◆ **Task details**
Look through the entries below and show every line containing the word "reachable".

[Items from a dataset]

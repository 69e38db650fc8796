//! protocol client
//!
//! ties together: node set, quorum policy, node rpc, metadata service and
//! share decryption. the protocol steps live in their own modules as
//! `impl Client` blocks:
//!
//! - [`crate::resolver`]: public address resolution
//! - [`crate::commitment`]: commitment handshake
//! - [`crate::retrieval`]: share retrieval and reconstruction
//! - [`crate::session`]: the full key retrieval session

use std::sync::Arc;

use crate::config::{ClientConfig, NodeSet};
use crate::crypto::{EciesDecryptor, ShareDecryptor};
use crate::metadata::MetadataService;
use crate::rpc::NodeRpc;
use crate::Result;

pub struct Client<R, M> {
    pub(crate) nodes: NodeSet,
    pub(crate) config: ClientConfig,
    pub(crate) rpc: R,
    pub(crate) metadata: M,
    pub(crate) decryptor: Arc<dyn ShareDecryptor>,
}

impl<R: NodeRpc, M: MetadataService> Client<R, M> {
    /// create a client for a fixed node set
    pub fn new(nodes: NodeSet, config: ClientConfig, rpc: R, metadata: M) -> Result<Self> {
        config.validate(nodes.len())?;
        Ok(Self {
            nodes,
            config,
            rpc,
            metadata,
            decryptor: Arc::new(EciesDecryptor),
        })
    }

    /// use a different share encryption scheme
    pub fn with_decryptor(mut self, decryptor: impl ShareDecryptor + 'static) -> Self {
        self.decryptor = Arc::new(decryptor);
        self
    }

    pub fn nodes(&self) -> &NodeSet {
        &self.nodes
    }

    pub fn config(&self) -> &ClientConfig {
        &self.config
    }
}

#[cfg(feature = "network")]
impl Client<crate::network::HttpNodeRpc, crate::network::HttpMetadata> {
    /// client over http json-rpc for a loaded network config
    pub fn from_network_config(network: &crate::config::NetworkConfig) -> Result<Self> {
        let rpc = crate::network::HttpNodeRpc::new(network.client.request_timeout)?;
        let metadata = crate::network::HttpMetadata::new(
            &network.metadata_url,
            network.client.request_timeout,
        )?;
        Self::new(network.nodes.clone(), network.client.clone(), rpc, metadata)
    }
}
//! error types for quorumkey

use std::time::Duration;

use thiserror::Error;

pub type Result<T> = std::result::Result<T, Error>;

#[derive(Debug, Error)]
pub enum Error {
    // === quorum errors ===
    #[error("nodes unavailable: {reachable} of {total} reachable, need {need}")]
    NodesUnavailable {
        reachable: usize,
        total: usize,
        need: usize,
    },

    #[error("commitment quorum not reached: have {have} valid signatures, need {need}")]
    CommitmentQuorumNotReached { have: usize, need: usize },

    #[error("not enough shares: have {have}, need {need}")]
    InsufficientShares { have: usize, need: usize },

    #[error("share decryption failed: {0}")]
    ShareDecryption(String),

    #[error("session timed out after {0:?}")]
    Timeout(Duration),

    #[error("unable to derive key")]
    UnableToDerive,

    // === lookup errors ===
    #[error("verifier id has no key assigned")]
    KeyNotAssigned,

    #[error("nodes disagree on the key for this verifier id")]
    InconsistentLookup,

    #[error("reconstructed key does not match resolved public key")]
    KeyMismatch,

    #[error("invalid signature from node {0}")]
    InvalidSignature(u32),

    // === transport errors ===
    #[error("network error: {0}")]
    Network(String),

    #[error("rpc error: {0}")]
    Rpc(String),

    #[error("metadata service error: {0}")]
    Metadata(String),

    // === encoding errors ===
    #[error("invalid curve point")]
    InvalidPoint,

    #[error("invalid scalar")]
    InvalidScalar,

    #[error("invalid hex: {0}")]
    InvalidHex(String),

    // === interpolation errors ===
    #[error("duplicate share index: {0}")]
    DuplicateIndex(u32),

    #[error("share index must be greater than 0")]
    InvalidIndex,

    #[error("config error: {0}")]
    Config(String),
}

impl Error {
    /// whether a single node call failing with this error is worth retrying
    pub fn is_transient(&self) -> bool {
        matches!(self, Error::Network(_))
    }
}

#[cfg(test)]
mod tests {
    use super::*;

    #[test]
    fn test_only_network_errors_are_transient() {
        assert!(Error::Network("connection reset".into()).is_transient());
        assert!(!Error::Rpc("bad request".into()).is_transient());
        assert!(!Error::KeyNotAssigned.is_transient());
        assert!(!Error::Timeout(Duration::from_secs(1)).is_transient());
    }
}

◆ **Result below**
    #[error("nodes unavailable: {reachable} of {total} reachable, need {need}")]
        reachable: usize,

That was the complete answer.